Jum'at, 08/04/2022 19:51 WIB
Presiden Ukraina Volodymyr Zelensky (BBC)

Presiden Ukraina Volodymyr Zelensky (BBC)

Jakarta, law-justice.co - Aksi tentara Rusia menyerang stasiun kereta api yang penuh dengan pengungsi dinilai sebagai kejahatan tanpa batas. Hal itu disampaikan oleh Presiden Ukraina Volodymyr Zelensky ketika serangan roket menghantam wilayah Ukraina bagian timur tersebut. Pasalnya, puluhan orang dilaporkan tewas dan luka-luka.

"Mereka secara sinis menghancurkan populasi sipil. Ini adalah kejahatan yang tidak memiliki batas," tegas Zelensky dalam pernyataan via media sosial setelah laporan soal serangan roket terhadap stasiun kereta api Ukraina itu mencuat, seperti dilansir AFP, Jumat (8/4/2022).

"Dan jika tidak dihukum, ini tidak akan pernah berhenti," cetusnya.
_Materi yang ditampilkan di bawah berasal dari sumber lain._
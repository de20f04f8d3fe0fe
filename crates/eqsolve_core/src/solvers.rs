use crate::error::{Result, SolveError};
use crate::polynomial::horner;
use crate::traits::PolynomialSolver;
use nalgebra::linalg::Schur;
use nalgebra::DMatrix;
use num_complex::Complex64;
use num_traits::{One, Zero};
use serde::{Deserialize, Serialize};
use std::f64::consts::TAU;

/// Offset applied to the roots of unity used as Durand–Kerner starting points.
/// Keeping the guesses off the real axis stops real polynomials from trapping
/// conjugate roots on it.
const INITIAL_PHASE: f64 = 0.4;

/// Iteration cap for the complex Schur decomposition.
const SCHUR_MAX_ITERATIONS: usize = 10_000;

fn leading_coefficient(coefficients: &[Complex64]) -> Result<Complex64> {
    match coefficients.last() {
        Some(c) if !c.is_zero() => Ok(*c),
        _ => Err(SolveError::ZeroLeadingCoefficient),
    }
}

/// True when one value is strictly negative and the other strictly positive.
pub fn opposite_signs(a: f64, b: f64) -> bool {
    (a < 0.0 && b > 0.0) || (a > 0.0 && b < 0.0)
}

// --- Companion matrix ---

/// Roots of a polynomial as the eigenvalues of its companion matrix.
///
/// The order of the returned roots is whatever the eigenvalue routine
/// produces.
pub fn companion_roots(coefficients: &[Complex64]) -> Result<Vec<Complex64>> {
    let leading = leading_coefficient(coefficients)?;
    let n = coefficients.len() - 1;
    if n == 0 {
        return Ok(Vec::new());
    }

    if coefficients.iter().all(|c| c.im == 0.0) {
        let mut companion = DMatrix::<f64>::zeros(n, n);
        for i in 0..n - 1 {
            companion[(i, i + 1)] = 1.0;
        }
        for j in 0..n {
            companion[(n - 1, j)] = -coefficients[j].re / leading.re;
        }
        return Ok(companion.complex_eigenvalues().iter().copied().collect());
    }

    let mut companion = DMatrix::<Complex64>::zeros(n, n);
    for i in 0..n - 1 {
        companion[(i, i + 1)] = Complex64::one();
    }
    for j in 0..n {
        companion[(n - 1, j)] = -coefficients[j] / leading;
    }
    Schur::try_new(companion, f64::EPSILON, SCHUR_MAX_ITERATIONS)
        .and_then(|schur| schur.eigenvalues())
        .map(|values| values.iter().copied().collect())
        .ok_or(SolveError::EigenDecomposition)
}

/// Companion-matrix strategy.
#[derive(Debug, Clone, Copy, Default)]
pub struct CompanionMatrix;

impl PolynomialSolver for CompanionMatrix {
    fn roots(&self, coefficients: &[Complex64]) -> Result<Vec<Complex64>> {
        companion_roots(coefficients)
    }
}

// --- Durand–Kerner ---

#[derive(Debug, Clone, Copy, Serialize, Deserialize)]
pub struct DurandKernerSettings {
    pub tolerance: f64,
    pub max_iterations: usize,
}

impl Default for DurandKernerSettings {
    fn default() -> Self {
        Self {
            tolerance: 1e-12,
            max_iterations: 500,
        }
    }
}

/// Refines all roots simultaneously with Weierstrass corrections.
///
/// Returns the current guesses once every guess moves less than
/// `settings.tolerance`, or after `settings.max_iterations` rounds whether or
/// not they converged. Callers that need a guarantee must check residuals.
pub fn durand_kerner(
    coefficients: &[Complex64],
    settings: DurandKernerSettings,
) -> Result<Vec<Complex64>> {
    let leading = leading_coefficient(coefficients)?;
    let n = coefficients.len() - 1;
    if n == 0 {
        return Ok(Vec::new());
    }

    let monic: Vec<Complex64> = coefficients.iter().map(|c| c / leading).collect();
    let mut roots: Vec<Complex64> = (0..n)
        .map(|k| Complex64::from_polar(1.0, TAU * k as f64 / n as f64 + INITIAL_PHASE))
        .collect();

    for iteration in 0..settings.max_iterations {
        let previous = roots.clone();
        let mut largest_step = 0.0_f64;
        for i in 0..n {
            let z = previous[i];
            let denominator = previous
                .iter()
                .enumerate()
                .filter(|&(j, _)| j != i)
                .fold(Complex64::one(), |acc, (_, &w)| acc * (z - w));
            let step = horner(&monic, z) / denominator;
            roots[i] = z - step;
            largest_step = if step.is_finite() {
                largest_step.max(step.norm())
            } else {
                f64::INFINITY
            };
        }
        if largest_step < settings.tolerance {
            log::trace!("Durand-Kerner converged after {} iterations", iteration + 1);
            return Ok(roots);
        }
    }

    log::debug!(
        "Durand-Kerner stopped after {} iterations without converging",
        settings.max_iterations
    );
    Ok(roots)
}

/// Durand–Kerner strategy.
#[derive(Debug, Clone, Copy, Default)]
pub struct DurandKerner {
    pub settings: DurandKernerSettings,
}

impl PolynomialSolver for DurandKerner {
    fn roots(&self, coefficients: &[Complex64]) -> Result<Vec<Complex64>> {
        durand_kerner(coefficients, self.settings)
    }
}

// --- Brent ---

#[derive(Debug, Clone, Copy, Serialize, Deserialize)]
pub struct BrentSettings {
    pub tolerance: f64,
    pub max_iterations: usize,
}

impl Default for BrentSettings {
    fn default() -> Self {
        Self {
            tolerance: 1e-12,
            max_iterations: 100,
        }
    }
}

/// Brent's bracketed root refinement on `[a, b]`.
///
/// `f(a)` and `f(b)` must have strictly opposite signs. If the bracket has not
/// shrunk below `settings.tolerance` after `settings.max_iterations` steps the
/// current best estimate is returned.
pub fn brent<F>(mut f: F, a: f64, b: f64, settings: BrentSettings) -> Result<f64>
where
    F: FnMut(f64) -> f64,
{
    let (mut a, mut b) = (a, b);
    let (mut fa, mut fb) = (f(a), f(b));
    if !opposite_signs(fa, fb) {
        return Err(SolveError::NoBracket { a, b });
    }
    if fa.abs() < fb.abs() {
        std::mem::swap(&mut a, &mut b);
        std::mem::swap(&mut fa, &mut fb);
    }

    let tol = settings.tolerance;
    let mut c = a;
    let mut fc = fa;
    let mut d = c;
    let mut bisected = true;

    for _ in 0..settings.max_iterations {
        if fb == 0.0 || (b - a).abs() < tol {
            return Ok(b);
        }

        let mut s = if fa != fc && fb != fc {
            // Inverse quadratic interpolation
            a * fb * fc / ((fa - fb) * (fa - fc))
                + b * fa * fc / ((fb - fa) * (fb - fc))
                + c * fa * fb / ((fc - fa) * (fc - fb))
        } else {
            // Secant
            b - fb * (b - a) / (fb - fa)
        };

        let quarter = (3.0 * a + b) / 4.0;
        let outside = !(s > quarter.min(b) && s < quarter.max(b));
        let slow = if bisected {
            (s - b).abs() >= (b - c).abs() / 2.0 || (b - c).abs() < tol
        } else {
            (s - b).abs() >= (c - d).abs() / 2.0 || (c - d).abs() < tol
        };
        if outside || slow {
            s = (a + b) / 2.0;
            bisected = true;
        } else {
            bisected = false;
        }

        let fs = f(s);
        d = c;
        c = b;
        fc = fb;
        if opposite_signs(fa, fs) {
            b = s;
            fb = fs;
        } else {
            a = s;
            fa = fs;
        }
        if fa.abs() < fb.abs() {
            std::mem::swap(&mut a, &mut b);
            std::mem::swap(&mut fa, &mut fb);
        }
    }

    log::debug!(
        "Brent stopped after {} iterations, bracket width {:e}",
        settings.max_iterations,
        (b - a).abs()
    );
    Ok(b)
}

#[cfg(test)]
mod tests {
    use super::*;

    fn real(values: &[f64]) -> Vec<Complex64> {
        values.iter().map(|&v| Complex64::new(v, 0.0)).collect()
    }

    /// Every expected root is matched by some returned root, and the counts agree.
    fn assert_same_roots(found: &[Complex64], expected: &[Complex64], tol: f64) {
        assert_eq!(found.len(), expected.len(), "found {found:?}");
        for e in expected {
            assert!(
                found.iter().any(|r| (r - e).norm() < tol),
                "expected root {e} missing from {found:?}"
            );
        }
    }

    #[test]
    fn companion_roots_of_quadratic() {
        let roots = companion_roots(&real(&[-1.0, 0.0, 1.0])).expect("roots");
        assert_same_roots(&roots, &real(&[1.0, -1.0]), 1e-10);
    }

    #[test]
    fn companion_roots_of_scaled_cubic() {
        // 2(x - 1)(x - 2)(x - 3)
        let roots = companion_roots(&real(&[-12.0, 22.0, -12.0, 2.0])).expect("roots");
        assert_same_roots(&roots, &real(&[1.0, 2.0, 3.0]), 1e-8);
    }

    #[test]
    fn companion_roots_can_be_complex() {
        let roots = companion_roots(&real(&[1.0, 0.0, 1.0])).expect("roots");
        assert_same_roots(
            &roots,
            &[Complex64::new(0.0, 1.0), Complex64::new(0.0, -1.0)],
            1e-10,
        );
    }

    #[test]
    fn companion_roots_with_complex_coefficients() {
        // (x - i)(x - 2) = x^2 - (2 + i)x + 2i
        let coefficients = vec![
            Complex64::new(0.0, 2.0),
            Complex64::new(-2.0, -1.0),
            Complex64::new(1.0, 0.0),
        ];
        let roots = companion_roots(&coefficients).expect("roots");
        assert_same_roots(
            &roots,
            &[Complex64::new(0.0, 1.0), Complex64::new(2.0, 0.0)],
            1e-8,
        );
    }

    #[test]
    fn companion_roots_rejects_zero_leading_coefficient() {
        assert_eq!(
            companion_roots(&real(&[1.0, 2.0, 0.0])).unwrap_err(),
            SolveError::ZeroLeadingCoefficient
        );
        assert_eq!(
            companion_roots(&[]).unwrap_err(),
            SolveError::ZeroLeadingCoefficient
        );
        assert!(companion_roots(&real(&[5.0])).expect("constant").is_empty());
    }

    #[test]
    fn durand_kerner_quadratic() {
        let roots =
            durand_kerner(&real(&[-1.0, 0.0, 1.0]), DurandKernerSettings::default()).expect("dk");
        assert_same_roots(&roots, &real(&[1.0, -1.0]), 1e-6);
    }

    #[test]
    fn durand_kerner_finds_conjugate_pair() {
        let roots =
            durand_kerner(&real(&[1.0, 0.0, 1.0]), DurandKernerSettings::default()).expect("dk");
        assert_same_roots(
            &roots,
            &[Complex64::new(0.0, 1.0), Complex64::new(0.0, -1.0)],
            1e-6,
        );
    }

    #[test]
    fn durand_kerner_cubic_matches_companion() {
        let coefficients = real(&[-6.0, 11.0, -6.0, 1.0]);
        let dk = DurandKerner::default().roots(&coefficients).expect("dk");
        let companion = CompanionMatrix.roots(&coefficients).expect("companion");
        assert_same_roots(&dk, &companion, 1e-6);
        for root in dk {
            assert!(horner(&coefficients, root).norm() < 1e-8);
        }
    }

    #[test]
    fn durand_kerner_returns_guesses_without_converging() {
        let settings = DurandKernerSettings {
            tolerance: 1e-14,
            max_iterations: 1,
        };
        let roots = durand_kerner(&real(&[-6.0, 11.0, -6.0, 1.0]), settings).expect("dk");
        assert_eq!(roots.len(), 3);
        assert_eq!(
            durand_kerner(&real(&[1.0, 0.0]), settings).unwrap_err(),
            SolveError::ZeroLeadingCoefficient
        );
    }

    #[test]
    fn brent_finds_linear_root() {
        let root = brent(|x| x - 2.0, 0.0, 4.0, BrentSettings::default()).expect("bracket");
        assert!((root - 2.0).abs() < 1e-8);
    }

    #[test]
    fn brent_refines_transcendental_root() {
        let settings = BrentSettings {
            tolerance: 1e-10,
            max_iterations: 100,
        };
        let root = brent(|x: f64| x.cos() - x, 0.0, 1.0, settings).expect("bracket");
        assert!((root.cos() - root).abs() < 1e-9);
        let root = brent(f64::sin, 3.0, 4.0, settings).expect("bracket");
        assert!((root - std::f64::consts::PI).abs() < 1e-9);
    }

    #[test]
    fn brent_requires_opposite_signs() {
        let err = brent(|x| x * x + 1.0, -1.0, 1.0, BrentSettings::default()).unwrap_err();
        assert!(matches!(err, SolveError::NoBracket { .. }));
        let err = brent(|x| x - 2.0, 3.0, 5.0, BrentSettings::default()).unwrap_err();
        assert!(matches!(err, SolveError::NoBracket { .. }));
        // A root sitting on an endpoint is not a strict sign change.
        let err = brent(|x| x, 0.0, 1.0, BrentSettings::default()).unwrap_err();
        assert!(matches!(err, SolveError::NoBracket { .. }));
    }

    #[test]
    fn brent_returns_best_estimate_when_iterations_run_out() {
        let settings = BrentSettings {
            tolerance: 1e-15,
            max_iterations: 2,
        };
        let root = brent(|x: f64| x.powi(3) - 2.0, 0.0, 2.0, settings).expect("bracket");
        assert!((0.0..=2.0).contains(&root));
    }

    #[test]
    fn opposite_signs_is_strict() {
        assert!(opposite_signs(-1.0, 2.0));
        assert!(opposite_signs(3.0, -0.5));
        assert!(!opposite_signs(0.0, 1.0));
        assert!(!opposite_signs(f64::NAN, 1.0));
        assert!(!opposite_signs(2.0, 2.0));
    }
}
Perusahaan kereta api negara, Otoritas Kereta Api Ukraina, dalam pernyataannya seperti dikutip AFP dan media Turki, The Daily Sabah, menyebut lebih dari 30 orang tewas dan 100 orang lainnya mengalami luka-luka dalam serangan roket di stasiun Kramatorsk pada Jumat (8/4) waktu setempat.

Stasiun itu digunakan untuk menampung warga sipil yang mengungsi dari area-area Ukraina yang digempur pasukan Rusia. Stasiun itu juga menjadi titik keberangkatan untuk para pengungsi yang hendak pergi ke area-area lainnya di Ukraina yang lebih aman.

Gubernur Donetsk di Ukraina bagian timur menyebut ada ribuan pengungsi di stasiun Kramatorsk saat serangan roket terjadi.

Laporan kantor berita Ukraina, Ukrinform, menyebut ada dua roket Rusia yang menghantam stasiun Kramatorsk. Ukrinform mendasarkan laporannya dari informasi yang dibagikan layanan pers otoritas perkeretaapian Ukraina atau yang disebut Ukrzaliznytsia via Telegram.

"Dua roket mengenai stasiun kereta api Kramatorsk. Ada korban jiwa. Kami mengklarifikasi rinciannya," demikian bunyi laporan Ukrzaliznytsia itu.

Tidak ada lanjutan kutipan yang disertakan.